Een Microsoft Entra-service-principal gebruiken om toegang tot Azure Databricks Git-mappen te verifiëren

Meer informatie over het configureren van geverifieerde toegang tot Azure Databricks Git-mappen die worden gehost door Azure DevOps (Azure Repos) met een Microsoft Entra-service-principal.

Als u Databricks Git-mappen hebt in uw Databricks-project dat wordt ondersteund door Azure Repos Git-opslagplaatsen en u deze wilt beheren in uw automatisering, kunt u de informatie in dit artikel gebruiken om de verificatie te configureren met behulp van een Microsoft Entra-service-principal en Azure DevOps. Nadat u deze taak hebt voltooid, hebt u een geverifieerde Databricks Git-referentie die u in uw automatisering kunt gebruiken.

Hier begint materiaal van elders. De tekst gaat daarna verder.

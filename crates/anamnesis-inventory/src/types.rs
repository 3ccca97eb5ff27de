use serde::{Deserialize, Serialize};
use std::collections::HashMap;

pub const SPACE_CATEGORY: &str = "space";

#[derive(Debug, Clone, Serialize, Deserialize)]
pub struct InventoryItem {
    pub category: String,
    pub name: String,
    pub attributes: HashMap<String, String>,
    pub description: String,
    /// Only meaningful for `category == "space"`; empty otherwise.
    pub sensory_description: String,
}

/// What `enter_space` hands back to ground the agent in its location.
#[derive(Debug, Clone, Serialize, Deserialize)]
pub struct SpaceEntry {
    pub name: String,
    pub sensory_description: String,
    pub attributes: HashMap<String, String>,
}
use std::collections::HashMap;
use std::sync::Arc;

use serde_json::Value;

use anamnesis_core::error::Result;

use crate::state::AppState;
use crate::tools::req_str;

fn parse_filters(args: &Value) -> HashMap<String, String> {
    args.get("filters")
        .and_then(|v| v.as_object())
        .map(|obj| {
            obj.iter()
                .filter_map(|(k, v)| v.as_str().map(|s| (k.clone(), s.to_string())))
                .collect()
        })
        .unwrap_or_default()
}

fn parse_attributes(args: &Value) -> HashMap<String, String> {
    args.get("attributes")
        .and_then(|v| v.as_object())
        .map(|obj| {
            obj.iter()
                .filter_map(|(k, v)| v.as_str().map(|s| (k.clone(), s.to_string())))
                .collect()
        })
        .unwrap_or_default()
}

pub async fn inventory_list(state: Arc<AppState>, args: Value) -> Result<Value> {
    let category = req_str(&args, "category")?;
    let filters = parse_filters(&args);
    let items = state.inventory.list(category, &filters)?;
    Ok(serde_json::to_value(items).unwrap())
}

pub async fn inventory_add(state: Arc<AppState>, args: Value) -> Result<Value> {
    let category = req_str(&args, "category")?;
    let name = req_str(&args, "name")?;
    let attributes = parse_attributes(&args);
    let description = args.get("description").and_then(|v| v.as_str()).unwrap_or("");
    let sensory_description = args.get("sensory_description").and_then(|v| v.as_str()).unwrap_or("");
    state.inventory.add(category, name, attributes, description, sensory_description)?;
    Ok(serde_json::json!({ "category": category, "name": name }))
}

pub async fn inventory_get(state: Arc<AppState>, args: Value) -> Result<Value> {
    let category = req_str(&args, "category")?;
    let name = req_str(&args, "name")?;
    let item = state.inventory.get(category, name)?;
    Ok(serde_json::to_value(item).unwrap())
}

pub async fn inventory_delete(state: Arc<AppState>, args: Value) -> Result<Value> {
    let category = req_str(&args, "category")?;
    let name = req_str(&args, "name")?;
    state.inventory.delete(category, name)?;
    Ok(serde_json::json!({ "deleted": name }))
}

pub async fn inventory_categories(state: Arc<AppState>, _args: Value) -> Result<Value> {
    let categories = state.inventory.categories()?;
    Ok(serde_json::to_value(categories).unwrap())
}

pub async fn enter_space(state: Arc<AppState>, args: Value) -> Result<Value> {
    let name = req_str(&args, "name")?;
    let entry = state.inventory.enter_space(name)?;
    Ok(serde_json::to_value(entry).unwrap())
}

pub async fn list_spaces(state: Arc<AppState>, _args: Value) -> Result<Value> {
    let spaces = state.inventory.list_spaces()?;
    Ok(serde_json::to_value(spaces).unwrap())
}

Waarom Microsoft Entra gebruiken en geen PAT?

In het verleden waren persoonlijke toegangstokens (PAT's) de voorkeurswijze om te verifiëren bij het aanroepen van een API waarvoor specifieke toegang en machtigingen voor resources zijn vereist. Deze bearertokens vertegenwoordigden een gebruikersnaam en wachtwoord en vereist regelmatige rotatie om het beveiligingsrisico te minimaliseren dat ze hebben gepresenteerd. Met Microsoft Entra ID-toegangstokens wordt dit probleem aangepakt door deze tokens elk uur automatisch te beheren. Databricks raadt ze aan als best practice bij het werken met Azure-resources. Door een Microsoft Entra-service-principal te maken, kunt u de machtigingen beheren die zijn verleend voor toegang tot deze resources zonder een Microsoft Azure-gebruikersaccount te gebruiken.

Vereisten

U moet over het volgende beschikken:

  • Toegang tot een Azure DevOps-project met een Git-opslagplaats voor Azure-opslagplaatsen die is verbonden met een Databricks Git-map.
  • Machtigingen voor uw Azure-account om een MS Entra-service-principal te maken.
  • De Azure CLI is geïnstalleerd.
  • De Databricks CLI is geïnstalleerd.

Stap 1: Een Microsoft Entra-service-principal maken

U kunt deze stap overslaan als u al een geconfigureerde Microsoft Entra-service-principal hebt.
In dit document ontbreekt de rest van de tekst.